> [What to do]:
Among the entries below, how many lines have the word "debug"? Answer only with the number.

Collected data entries:
//! Registry builtins: snapshot reads plus live set/delete.
//!
//! Reads (`reg`, `regGuild`) resolve against the snapshot captured when
//! the context was built - one bounded load per render, no per-expression
//! traffic. Writes go straight to the registry store and will be visible
//! to the NEXT render, not to the rest of this one; the snapshot is never
//! invalidated mid-render.

use tracing::debug;

use super::{FunctionTable, arg, builtin, text};
use crate::engine::EngineState;
use crate::error::EngineError;
use crate::value::Value;

pub(crate) fn register(table: &mut FunctionTable) {
    builtin!(table, "reg", ReadIo, reg);
    builtin!(table, "regGet", ReadIo, reg);
    builtin!(table, "regGuild", ReadIo, reg_guild);
    builtin!(table, "regSet", MutatingIo, reg_set);
    builtin!(table, "regSetGuild", MutatingIo, reg_set_guild);
    builtin!(table, "regDel", MutatingIo, reg_del);
    builtin!(table, "regDelGuild", MutatingIo, reg_del_guild);
}

async fn reg(state: &mut EngineState<'_>, args: Vec<Value>) -> Result<Value, EngineError> {
    Ok(state.ctx.reg_get(&text(&args, 0)).unwrap_or(Value::Null))
}

async fn reg_guild(state: &mut EngineState<'_>, args: Vec<Value>) -> Result<Value, EngineError> {
    Ok(state.ctx.reg_guild_get(&text(&args, 0)).unwrap_or(Value::Null))
}

async fn reg_set(state: &mut EngineState<'_>, args: Vec<Value>) -> Result<Value, EngineError> {
    write(state, &text(&args, 0), "global".to_string(), arg(&args, 1)).await
}

async fn reg_set_guild(state: &mut EngineState<'_>, args: Vec<Value>) -> Result<Value, EngineError> {
    let scope = format!("guild:{}", state.ctx.guild_id);
    write(state, &text(&args, 0), scope, arg(&args, 1)).await
}

async fn write(
    state: &mut EngineState<'_>,
    key: &str,
    entry_type: String,
    value: Value,
) -> Result<Value, EngineError> {
    match state
        .engine
        .deps
        .registry
        .set(key, &entry_type, value.to_json())
        .await
    {
        Ok(()) => Ok(Value::Str(String::new())),
        Err(err) => {
            debug!("registry set failed: {err:#}");
            Ok(Value::Str(format!("Failed to update registry: {err}")))
        }
    }
}

async fn reg_del(state: &mut EngineState<'_>, args: Vec<Value>) -> Result<Value, EngineError> {
    remove(state, &text(&args, 0), "global".to_string()).await
}

async fn reg_del_guild(state: &mut EngineState<'_>, args: Vec<Value>) -> Result<Value, EngineError> {
    let scope = format!("guild:{}", state.ctx.guild_id);
    remove(state, &text(&args, 0), scope).await
}

async fn remove(
    state: &mut EngineState<'_>,
    key: &str,
    entry_type: String,
) -> Result<Value, EngineError> {
    match state.engine.deps.registry.delete(key, &entry_type).await {
        Ok(()) => Ok(Value::Str(String::new())),
        Err(err) => {
            debug!("registry delete failed: {err:#}");
            Ok(Value::Str(format!("Failed to update registry: {err}")))
        }
    }
}

#[cfg(test)]
mod tests {
    use crate::test_utils::TestWorld;

    #[tokio::test]
    async fn snapshot_reads_resolve_by_scope() {
        let world = TestWorld::new();
        world.registry.put("motd", "config", serde_json::json!("welcome"));
        world.registry.put("color", "guild:900", serde_json::json!("red"));
        world.registry.put("other", "guild:999", serde_json::json!("hidden"));

        assert_eq!(world.render(r#"{{reg "motd"}}"#).await, "welcome");
        assert_eq!(world.render(r#"{{regGuild "color"}}"#).await, "red");
        // Foreign guild entries never leak into either scope.
        assert_eq!(world.render(r#"{{reg "other"}}{{regGuild "other"}}"#).await, "");
    }

    #[tokio::test]
    async fn missing_key_is_empty_and_successful() {
        let world = TestWorld::new();
        let outcome = world.render_outcome(r#"{{reg "missing"}}"#).await;
        assert!(outcome.success);
        assert_eq!(outcome.output.as_deref(), Some(""));
    }

    #[tokio::test]
    async fn broken_registry_fails_soft() {
        let world = TestWorld::new();
        world.registry.fail_all();
        let outcome = world.render_outcome(r#"x{{reg "missing"}}y"#).await;
        assert!(outcome.success);
        assert_eq!(outcome.output.as_deref(), Some("xy"));
    }

    #[tokio::test]
    async fn writes_are_visible_to_the_next_render() {
        let world = TestWorld::new();
        assert_eq!(world.render(r#"{{regSet "k" "v"}}{{reg "k"}}"#).await, "");
        // Fresh render, fresh snapshot.
        assert_eq!(world.render(r#"{{reg "k"}}"#).await, "v");
    }
}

> [Task result]:
3